ABSTRACT

CONDITIONS at the end of World War I were so much like those with which we have become familiar at the end of World War II that we need no detailed picture to bring them home to us. On the whole, they were not so bad as conditions in 1946, although of course to their contemporaries they seemed quite catastrophic. The French, for example, were appalled by the physical destruction in their country. They estimated that 2,700,000 people had been driven from their homes; that 285,000 houses had been destroyed and 411,000 houses damaged; that 22,000 factories, 4,800 kilometres of railways, 1,600 kilometres of canals, 59,000 kilometres of roads and 3,337,000 hectares of arable land had been rendered useless; and so on. 1 But the world destruction done by the 1914 war was small compared with that done by the war of 1939; it was more or less confined to a gash five miles wide across France and Belgium, and it was made good with astonishing speed.
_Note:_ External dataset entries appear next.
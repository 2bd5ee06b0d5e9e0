//! SOCKS5 request/reply wire format
//!
//! Handles parsing SOCKS5 requests and building replies.

mod parser;
mod reply;

pub use parser::{read_addr_spec, read_request_header};
pub use reply::{encode_reply, send_command_not_supported, send_reply};
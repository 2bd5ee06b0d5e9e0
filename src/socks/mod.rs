//! SOCKS5 protocol engine for Crabproxy
//!
//! This module implements the server side of SOCKS5 (RFC 1928) with
//! username/password authentication (RFC 1929). It works on any
//! `AsyncRead + AsyncWrite` stream; listening and admission are handled
//! by [`crate::server`].

mod auth;
mod command;
mod consts;
mod handler;
mod resolver;
mod rewriter;
mod rules;
mod tcp_relay;
mod types;

pub use auth::{
    authenticate, AuthRegistry, Authenticator, ClientStream, CredentialStore, CustomAuthenticator,
    NoAuth, PasswordAuth, StaticCredentials,
};
pub use command::{encode_reply, read_addr_spec, read_request_header, send_reply};
pub use consts::*;
pub use handler::{ConnectionHandler, Settings};
pub use resolver::{DnsResolver, NameResolver};
pub use rewriter::{AddressRewriter, FixedRewriter};
pub use rules::{PermitAll, PermitCommand, PermitDestAddrPattern, PermitNone, RuleChain, RuleSet};
pub use tcp_relay::{handle_connect, relay};
pub use types::{AddrSpec, AuthContext, Command, Request};
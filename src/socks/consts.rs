//! SOCKS5 protocol constants
//!
//! Defines all constants used in the SOCKS5 protocol implementation.

use std::time::Duration;

/// SOCKS5 protocol version
pub const SOCKS5_VERSION: u8 = 0x05;

/// SOCKS5 authentication sub-negotiation version
pub const SOCKS5_AUTH_VERSION: u8 = 0x01;

// Authentication methods
/// No authentication required
pub const SOCKS5_AUTH_METHOD_NONE: u8 = 0x00;
/// Username/password authentication
pub const SOCKS5_AUTH_METHOD_PASSWORD: u8 = 0x02;
/// No acceptable methods
pub const SOCKS5_AUTH_METHOD_NOT_ACCEPTABLE: u8 = 0xFF;

// Username/password status
/// Credentials accepted
pub const SOCKS5_AUTH_SUCCESS: u8 = 0x00;
/// Credentials rejected
pub const SOCKS5_AUTH_FAILURE: u8 = 0x01;

// Commands
/// TCP CONNECT command
pub const SOCKS5_CMD_TCP_CONNECT: u8 = 0x01;
/// TCP BIND command (not implemented)
pub const SOCKS5_CMD_TCP_BIND: u8 = 0x02;
/// UDP ASSOCIATE command (not implemented)
pub const SOCKS5_CMD_UDP_ASSOCIATE: u8 = 0x03;

// Address types
/// IPv4 address
pub const SOCKS5_ADDR_TYPE_IPV4: u8 = 0x01;
/// Domain name
pub const SOCKS5_ADDR_TYPE_DOMAIN: u8 = 0x03;
/// IPv6 address
pub const SOCKS5_ADDR_TYPE_IPV6: u8 = 0x04;

// Reserved byte
/// Reserved byte value (always 0x00)
pub const SOCKS5_RESERVED: u8 = 0x00;

/// Maximum domain name length
pub const MAX_DOMAIN_LEN: usize = 255;

/// Delay between a relay direction finishing and reporting its outcome.
///
/// Gives the opposite direction a chance to flush a final in-flight write
/// before both legs are torn down. Best effort only.
pub const RELAY_GRACE_PERIOD: Duration = Duration::from_millis(10);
There are closer parallels in other spheres. The collapse of Germany as an economic unit on this occasion compares with the collapse last time of Russia and of the Austro-Hungarian empire, with the hunger, exhaustion, bewilderment and economic and moral disintegration, which on both occasions made the organisation of relief measures so urgent a task. There was also, in the political arena, the same sense of hopelessness produced by the immediate outbreak of quarrelling and suspicion between the victors over the fate of the vanquished, with the additional complication last time that war continued in various parts of Europe for some years after the main conflict was over.